Exercise aim:
Among the entries below, take the line with "It is front-end" and the line with "SQLite is the", and output them and every line between them exactly, with nothing else.

Saved data entries

══════════

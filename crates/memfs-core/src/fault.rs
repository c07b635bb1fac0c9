// Copyright 2025 Schelling Point Labs Inc
// SPDX-License-Identifier: AGPL-3.0-only

//! Fault injection policy + runtime counters for payload allocation
//!
//! A matching rule makes the payload resize step fail with `ENOSPC`, taking the
//! same path as a real allocation failure. Counters are owned by the engine
//! state and therefore only touched under the engine lock.

use crate::FsError;
use serde::{Deserialize, Serialize};

/// Operations whose payload growth can be failed on purpose.
#[derive(Clone, Copy, Debug, PartialEq, Eq, Serialize, Deserialize)]
#[serde(rename_all = "snake_case")]
pub enum FaultOp {
    Truncate,
    Write,
}

/// Individual rule describing which op should fail and how often.
#[derive(Clone, Debug, PartialEq, Eq, Serialize, Deserialize)]
pub struct FaultRule {
    pub op: FaultOp,
    /// Number of leading invocations to let through before injecting faults.
    #[serde(default)]
    pub start_after: u64,
    /// Maximum number of injected failures for this rule.
    #[serde(default)]
    pub max_faults: Option<u64>,
}

impl Default for FaultRule {
    fn default() -> Self {
        Self {
            op: FaultOp::Write,
            start_after: 0,
            max_faults: None,
        }
    }
}

#[derive(Clone, Debug, Default, PartialEq, Eq, Serialize, Deserialize)]
pub struct FaultPolicy {
    #[serde(default)]
    pub enabled: bool,
    #[serde(default)]
    pub rules: Vec<FaultRule>,
}

impl FaultPolicy {
    pub fn from_json_bytes(bytes: &[u8]) -> Result<Self, serde_json::Error> {
        serde_json::from_slice(bytes)
    }

    pub fn is_active(&self) -> bool {
        self.enabled && !self.rules.is_empty()
    }
}

#[derive(Clone, Debug, Default)]
struct RuleCounters {
    hits: u64,
    invocations: u64,
}

/// Policy plus per-rule hit counts.
#[derive(Clone, Debug, Default)]
pub(crate) struct FaultInjector {
    policy: FaultPolicy,
    counters: Vec<RuleCounters>,
}

impl FaultInjector {
    pub(crate) fn new(policy: FaultPolicy) -> Self {
        let counters = vec![RuleCounters::default(); policy.rules.len()];
        Self { policy, counters }
    }

    pub(crate) fn policy(&self) -> &FaultPolicy {
        &self.policy
    }

    pub(crate) fn should_fault(&mut self, op: FaultOp) -> Option<FsError> {
        if !self.policy.enabled {
            return None;
        }
        for (rule, counters) in self.policy.rules.iter().zip(self.counters.iter_mut()) {
            if rule.op != op {
                continue;
            }
            counters.invocations = counters.invocations.saturating_add(1);
            if counters.invocations <= rule.start_after {
                continue;
            }
            if let Some(max) = rule.max_faults {
                if counters.hits >= max {
                    continue;
                }
            }
            counters.hits = counters.hits.saturating_add(1);
            return Some(FsError::NoSpace);
        }
        None
    }
}

#[cfg(test)]
mod tests {
    use super::*;

    #[test]
    fn parses_fault_policy_json() {
        let json = br#"{ "enabled": true, "rules": [ { "op": "truncate", "max_faults": 2 } ] }"#;
        let policy = FaultPolicy::from_json_bytes(json).expect("policy");
        assert!(policy.is_active());
        assert_eq!(policy.rules[0].op, FaultOp::Truncate);
        assert_eq!(policy.rules[0].start_after, 0);
        assert_eq!(policy.rules[0].max_faults, Some(2));
    }

    #[test]
    fn injector_respects_start_and_max_hits() {
        let mut injector = FaultInjector::new(FaultPolicy {
            enabled: true,
            rules: vec![FaultRule {
                op: FaultOp::Write,
                start_after: 1,
                max_faults: Some(2),
            }],
        });

        // First call skipped due to start_after
        assert_eq!(injector.should_fault(FaultOp::Write), None);
        assert_eq!(injector.should_fault(FaultOp::Truncate), None);
        assert_eq!(injector.should_fault(FaultOp::Write), Some(FsError::NoSpace));
        assert_eq!(injector.should_fault(FaultOp::Write), Some(FsError::NoSpace));
        // Max hits reached
        assert_eq!(injector.should_fault(FaultOp::Write), None);
    }

    #[test]
    fn disabled_policy_never_faults() {
        let mut injector = FaultInjector::new(FaultPolicy {
            enabled: false,
            rules: vec![FaultRule::default()],
        });
        assert_eq!(injector.should_fault(FaultOp::Write), None);
    }
}
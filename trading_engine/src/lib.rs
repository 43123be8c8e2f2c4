//! Unlisted Edge Trading Engine
//!
//! The core of the Unlisted Edge platform for trading pre-IPO company shares: order intake and validation,
//! price-time priority matching, atomic settlement and order lifecycle management. It is front-end
//! agnostic; the HTTP server is a separate crate.
//!
//! The library is divided into three main sections:
//! 1. Database management and control ([`mod@sqlite`] behind the [`traits`] contracts). SQLite is the
//!    supported backend. You should never need to access the database directly; use the public engine API
//!    instead. The exception is the record types in [`db_types`], which are public.
//! 2. The matching planner ([`matching`]): the pure price-time priority algorithm, kept free of storage
//!    concerns so it can be tested in isolation. The backend runs it inside the intake transaction.
//! 3. The engine public API ([`OrderFlowApi`]): order placement, cancellation and queries, serialized per
//!    company so only one matching pass is ever in flight against a book.
//!
//! The engine also emits events ([`events`]) when orders are placed or cancelled and when trades execute.
//! A simple hook framework lets collaborators subscribe without touching engine state.

pub mod db_types;
pub mod events;
pub mod matching;
mod order_flow;
mod sqlite;
pub mod traits;

pub use order_flow::{order_objects, OrderFlowApi};
pub use sqlite::{create_database_if_missing, db_url, SqliteDatabase};
pub use traits::{ExchangeDatabase, MarketQuery, OrderFlowError, OrderOutcome};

══════════

Exercise output:
//! price-time priority matching, atomic settlement and order lifecycle management. It is front-end
//! agnostic; the HTTP server is a separate crate.
//!
//! The library is divided into three main sections:
//! 1. Database management and control ([`mod@sqlite`] behind the [`traits`] contracts). SQLite is the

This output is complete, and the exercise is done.